2017-8-20 Domenica XX T.O.a
“Desiderare follemente“
Il Dio della S. Bibbia nella Vita e nella Storia per tutto il Creato
Fratelli,
Gli Israeliti, Popolo del Signore, non fedeli a Dio, quasi da lui rifiutati, sono diventati mezzo di riconciliazione del mondo. Quando si riavvicineranno alla Verità saranno paragonabili ad una Resurrezione (passeranno di nuovo dalla morte alla vita).
Questo accade perché i doni e la chiamata di Dio sono irrevocabili!
La Promessa del Signore rimane fedele per sempre.
Noi, un tempo, prima di Gesù, eravamo pagani, disobbedienti, come gli Israeliti, a Dio; ora, noi e loro, abbiamo ottenuto misericordia.
Dio infatti ha rinchiuso tutti nella disobbedienza,
per essere misericordioso verso tutti!
La riflessione sulla Parola di Dio ricorda che non basta solo nascere, bisogna vivere: anche gli stranieri, se aderiscono al Signore, se sono suoi servi per amare il Nome Suo, se si guardano dal profanare la Festa e restano fermi nella risposta alla chiamata di Dio, Dio li colma di gioia nella casa di preghiera.
Perfino i loro sacrifici gli saranno graditi perché la sua casa è casa di preghiera per tutti i popoli».
Pensiamo quanto abbiamo realizzato per la nostra casa di preghiera:
lo abbiamo ricordato nella festa della Assunzione!

Non ne siete sicuri?
Nel Vangelo una donna Cananèa, pagana, si mise a gridare:
«Pietà di me, Signore, figlio di Davide!».
I discepoli implorarono Gesù di ascoltarla e non lo fecero per pietà;
lo fecero perché dalla sua insistenza erano disturbati:
«Esaudiscila, perché ci viene dietro gridando!».
Gesù, fingendo disinteresse, vuole che la donna e i discepoli capiscano il valore dell’impegno per una Vita e una Storia migliori:
«Non sono stato mandato se non alle pecore perdute della casa d’Israele».
La preghiera insistente, quasi ostinata: «Signore, aiutami» costringe Gesù a suggerire e ispirare una fiducia ancora più forte e incrollabile:
«Non è bene prendere il pane dei figli e gettarlo ai cagnolini».
«È vero, Signore; eppure i cagnolini mangiano le briciole dei padroni».
Gesù ammira il risultato voluto dalla sua parola ed esclama: «Donna, grande è la tua fede! Avvenga per te come desideri».
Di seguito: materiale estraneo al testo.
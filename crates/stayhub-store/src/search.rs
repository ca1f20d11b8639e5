//! Last submitted search, kept under `searchData` so other pages can prefill
//! their forms.

use stayhub_core::{StayRequest, SEARCH_DATA_KEY};
use tracing::debug;

use crate::error::StoreResult;
use crate::persist::{load_value, save_value};
use crate::storage::KeyValueStorage;

#[derive(Debug)]
pub struct LastSearchStore<S> {
    storage: S,
}

impl<S: KeyValueStorage> LastSearchStore<S> {
    pub fn new(storage: S) -> Self {
        LastSearchStore { storage }
    }

    /// Overwrites the last search with `stay`.
    pub fn save(&self, stay: &StayRequest) -> StoreResult<()> {
        debug!(destination = %stay.destination, "Saving last search");
        save_value(&self.storage, SEARCH_DATA_KEY, stay)
    }

    /// The last search, or `None` if nothing readable is stored.
    pub fn load(&self) -> Option<StayRequest> {
        load_value(&self.storage, SEARCH_DATA_KEY)
    }

    /// The last search, or the form's initial state.
    pub fn load_or_default(&self) -> StayRequest {
        self.load().unwrap_or_default()
    }

    pub fn clear(&self) -> StoreResult<()> {
        self.storage.remove_item(SEARCH_DATA_KEY)
    }
}

#[cfg(test)]
mod tests {
    use super::*;
    use crate::storage::MemoryStorage;
    use chrono::NaiveDate;

    #[test]
    fn test_save_load_clear() {
        let searches = LastSearchStore::new(MemoryStorage::new());
        assert!(searches.load().is_none());
        assert_eq!(searches.load_or_default().adults, 2);

        let stay = StayRequest::new(
            "Manali",
            NaiveDate::from_ymd_opt(2024, 5, 1).unwrap(),
            NaiveDate::from_ymd_opt(2024, 5, 4).unwrap(),
        );
        searches.save(&stay).unwrap();
        assert_eq!(searches.load(), Some(stay));

        searches.clear().unwrap();
        assert!(searches.load().is_none());
    }

    #[test]
    fn test_loads_form_data_with_blank_dates() {
        let storage = MemoryStorage::new();
        storage
            .set_item(
                SEARCH_DATA_KEY,
                r#"{"destination":"Jaipur","checkIn":"","checkOut":"","rooms":2,"adults":3,"children":1}"#,
            )
            .unwrap();

        let stay = LastSearchStore::new(storage).load().unwrap();
        assert_eq!(stay.destination, "Jaipur");
        assert_eq!(stay.check_in, None);
        assert_eq!(stay.rooms, 2);
    }
}
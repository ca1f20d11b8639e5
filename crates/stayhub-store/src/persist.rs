//! # JSON Persistence Helpers
//!
//! Encodes values as JSON under a storage key, and reads them back.
//!
//! ```text
//!   open()                              every mutation
//!     │                                       │
//!     ▼                                       ▼
//!  load_collection(key)                save_collection(key, items)
//!     │                                       │
//!     ├── missing key      → []               └── serde_json::to_string
//!     ├── storage error    → [] + warn             └── set_item(key, json)
//!     ├── unparsable JSON  → [] + warn                  └── error → caller
//!     ├── not an array     → [] + warn
//!     └── array            → each element decoded on its own;
//!                            unreadable elements skipped + warn
//! ```

use serde::de::DeserializeOwned;
use serde::Serialize;
use serde_json::Value;
use tracing::{debug, warn};

use crate::error::StoreResult;
use crate::storage::KeyValueStorage;

/// Reads the array stored under `key`.
///
/// Never fails: a missing key, a storage read failure, or corrupted JSON all
/// produce an empty collection so the application stays usable. Elements are
/// decoded one at a time; one that does not match `T` is dropped and the rest
/// are kept, in order.
pub fn load_collection<T, S>(storage: &S, key: &str) -> Vec<T>
where
    T: DeserializeOwned,
    S: KeyValueStorage + ?Sized,
{
    let elements: Vec<Value> = match load_value(storage, key) {
        Some(elements) => elements,
        None => return Vec::new(),
    };

    let total = elements.len();
    let items: Vec<T> = elements
        .into_iter()
        .enumerate()
        .filter_map(|(index, element)| match serde_json::from_value(element) {
            Ok(item) => Some(item),
            Err(e) => {
                warn!(key = %key, index, error = %e, "Skipping unreadable persisted entry");
                None
            }
        })
        .collect();

    if items.len() < total {
        warn!(
            key = %key,
            kept = items.len(),
            skipped = total - items.len(),
            "Loaded collection with unreadable entries"
        );
    }
    items
}

/// Reads the single value stored under `key`; `None` on any failure.
pub fn load_value<T, S>(storage: &S, key: &str) -> Option<T>
where
    T: DeserializeOwned,
    S: KeyValueStorage + ?Sized,
{
    let raw = match storage.get_item(key) {
        Ok(Some(raw)) => raw,
        Ok(None) => {
            debug!(key = %key, "No persisted value");
            return None;
        }
        Err(e) => {
            warn!(key = %key, error = %e, "Failed to read persisted value; starting empty");
            return None;
        }
    };

    match serde_json::from_str(&raw) {
        Ok(value) => Some(value),
        Err(e) => {
            warn!(key = %key, error = %e, "Persisted value is corrupted; starting empty");
            None
        }
    }
}

/// Writes `items` as a JSON array under `key`.
pub fn save_collection<T, S>(storage: &S, key: &str, items: &[T]) -> StoreResult<()>
where
    T: Serialize,
    S: KeyValueStorage + ?Sized,
{
    save_value(storage, key, items)
}

/// Writes `value` as JSON under `key`.
pub fn save_value<T, S>(storage: &S, key: &str, value: &T) -> StoreResult<()>
where
    T: Serialize + ?Sized,
    S: KeyValueStorage + ?Sized,
{
    let json = serde_json::to_string(value)?;
    storage.set_item(key, &json)?;
    debug!(key = %key, bytes = json.len(), "Persisted value");
    Ok(())
}
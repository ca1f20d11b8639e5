//! # Domain Types
//!
//! Core domain types used throughout StayHub.
//!
//! ## Type Hierarchy
//! ```text
//! ┌─────────────────────────────────────────────────────────────────────────┐
//! │                         Domain Types                                    │
//! │                                                                         │
//! │  ┌─────────────────┐   ┌─────────────────┐   ┌─────────────────┐       │
//! │  │    Property     │   │   StayRequest   │   │ PriceBreakdown  │       │
//! │  │  ─────────────  │   │  ─────────────  │   │  ─────────────  │       │
//! │  │  id             │   │  destination    │   │  nights         │       │
//! │  │  name, image    │   │  check_in/out   │   │  subtotal       │       │
//! │  │  price          │   │  rooms          │   │  discount       │       │
//! │  │  discount %     │   │  adults/children│   │  taxes, total   │       │
//! │  └────────┬────────┘   └────────┬────────┘   └────────┬────────┘       │
//! │           └──────────────┬──────┴─────────────────────┘                │
//! │                          ▼                                              │
//! │                 ┌─────────────────┐    ┌─────────────────┐             │
//! │                 │  BookingRecord  │───►│  BookingStatus  │             │
//! │                 │  snapshot of    │    │  Confirmed      │             │
//! │                 │  all three      │    │  Cancelled      │             │
//! │                 └─────────────────┘    └─────────────────┘             │
//! └─────────────────────────────────────────────────────────────────────────┘
//! ```
//!
//! ## Persisted Layout
//! Every type here serializes to the camelCase JSON stored under the
//! `wishlist`, `myBookings` and `searchData` keys.

use chrono::{DateTime, NaiveDate, NaiveTime, Utc};
use serde::{Deserialize, Deserializer, Serialize};
use std::fmt;
use std::str::FromStr;
use ts_rs::TS;

use crate::error::ValidationError;
use crate::money::Money;

// =============================================================================
// Tax Rate
// =============================================================================

/// Tax rate represented in basis points (bps).
///
/// ## Why Basis Points?
/// 1 basis point = 0.01% = 1/10000
/// 1800 bps = 18% (GST on accommodation)
#[derive(Debug, Clone, Copy, PartialEq, Eq, Serialize, Deserialize, TS)]
#[ts(export)]
pub struct TaxRate(u32);

impl TaxRate {
    /// Creates a tax rate from basis points.
    #[inline]
    pub const fn from_bps(bps: u32) -> Self {
        TaxRate(bps)
    }

    /// Returns the rate in basis points.
    #[inline]
    pub const fn bps(&self) -> u32 {
        self.0
    }

    /// Zero tax rate.
    #[inline]
    pub const fn zero() -> Self {
        TaxRate(0)
    }
}

impl Default for TaxRate {
    fn default() -> Self {
        TaxRate::zero()
    }
}

// =============================================================================
// Property
// =============================================================================

/// A bookable listing, owned by the listing data and only ever read here.
///
/// Wishlist entries use this exact shape.
#[derive(Debug, Clone, PartialEq, Serialize, Deserialize, TS)]
#[ts(export)]
#[serde(rename_all = "camelCase")]
pub struct Property {
    /// Listing identifier; wishlist entries are unique by this.
    ///
    /// Listing data may carry it as a number; it is read into its decimal text.
    #[serde(deserialize_with = "lenient_id")]
    pub id: String,

    pub name: String,

    /// Image URL.
    pub image: String,

    /// Current nightly rate.
    pub price: Money,

    pub location: String,

    /// Hotel, Villa, Resort, Apartment...
    #[serde(rename = "type")]
    pub property_type: String,

    pub rating: f64,

    pub reviews: u32,

    /// Discount percent advertised on the listing (e.g. 20 = 20% off).
    #[serde(default, skip_serializing_if = "Option::is_none")]
    pub discount: Option<u8>,

    #[serde(default, skip_serializing_if = "Option::is_none")]
    pub featured: Option<bool>,

    /// Nightly rate before the discount, when the listing states it.
    #[serde(default, skip_serializing_if = "Option::is_none")]
    pub original_price: Option<Money>,
}

impl Property {
    /// Returns the advertised discount percent, treating 0 as no discount.
    pub fn discount_percent(&self) -> Option<u8> {
        self.discount.filter(|d| *d > 0)
    }

    /// Returns the pre-discount nightly rate.
    ///
    /// Uses the explicit `original_price` when present, otherwise derives it
    /// from the discount percent: `round(price / (1 - discount/100))`.
    ///
    /// ## Example
    /// ```rust
    /// # use stayhub_core::{Money, Property};
    /// # let p = Property {
    /// #     id: "1".into(), name: "Sea View".into(), image: String::new(),
    /// #     price: Money::from_units(8000), location: "Goa".into(),
    /// #     property_type: "Resort".into(), rating: 4.5, reviews: 10,
    /// #     discount: Some(20), featured: None, original_price: None,
    /// # };
    /// // 8000 / 0.8 = 10000
    /// assert_eq!(p.original_price(), Some(Money::from_units(10000)));
    /// ```
    pub fn original_price(&self) -> Option<Money> {
        if let Some(original) = self.original_price {
            return Some(original);
        }

        let discount = self.discount_percent()?;
        if discount >= 100 {
            return None;
        }

        let remaining = 100 - discount as i64;
        let scaled = self.price.units() * 100;
        Some(Money::from_units((scaled * 2 + remaining) / (2 * remaining)))
    }
}

// =============================================================================
// Stay Request
// =============================================================================

/// Maximum rooms (and adults, and children) selectable in one stay request.
pub const MAX_OCCUPANCY: u32 = 10;

/// A user's desired destination, dates and occupancy.
///
/// Also persisted as the last submitted search under `searchData` so other
/// pages can prefill their forms.
#[derive(Debug, Clone, PartialEq, Eq, Serialize, Deserialize, TS)]
#[ts(export)]
#[serde(rename_all = "camelCase", default)]
pub struct StayRequest {
    pub destination: String,

    #[serde(deserialize_with = "lenient_date")]
    #[ts(as = "Option<String>")]
    pub check_in: Option<NaiveDate>,

    #[serde(deserialize_with = "lenient_date")]
    #[ts(as = "Option<String>")]
    pub check_out: Option<NaiveDate>,

    pub rooms: u32,

    pub adults: u32,

    pub children: u32,
}

impl Default for StayRequest {
    /// One room, two adults, no dates: the search form's initial state.
    fn default() -> Self {
        StayRequest {
            destination: String::new(),
            check_in: None,
            check_out: None,
            rooms: 1,
            adults: 2,
            children: 0,
        }
    }
}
Che anche noi sappiamo invocare e forzare Gesù che risponderà:
“Avvenga per voi come desiderate”.
“Desiderare follemente”
“Operare – Rendere Storia”, non la nostra presenza, ma la presenza di Dio.

15 – 8 – 2017 Assunzione della B. V. Maria

2017-8-15 Assunzione della B. V. Maria

“ Andare oltre”

 

Chiedo di celebrare particolarmente questo giorno.

Perché?

Era il 15 agosto quando scoprimmo il tetto per iniziare il restauro di questo Tempio.

Pioveva e oggi è necessaria la pioggia per lavare ogni immondizia (osservazioni sciocche non sono ancora finite).

La Parola di Dio nelle letture della festa della Assunzione ci insegnano:

la Festa per il Tempio

la Festa del Tempio di Dio che siamo noi.

L’Augurio:

che questo popolo divenga Popolo di Dio

viva radunato

per la gloria di Dio e la gloria dell’Uomo (secondo la gloria di Dio).

Dalle letture:
Davide convoca tutto Israele di Dio a Gerusalemme,

per far salire l’Arca del Signore nel posto che le aveva preparato.

I figli sollevino l’arca di Dio sulle loro spalle

Chi dedica la sua vita al Vangelo tenga pronti i loro fratelli,

I cantori, levando la loro voce, facciano udire suoni di gioia.
Il Tempio, dimora di Dio, sia al centro della dimora dell’uomo.

Vengano offerti sacrifici di comunione davanti a Dio.
Sia Benedetto il Popolo nel nome del Signore.
Che il Signore accolga i suoi consacrati.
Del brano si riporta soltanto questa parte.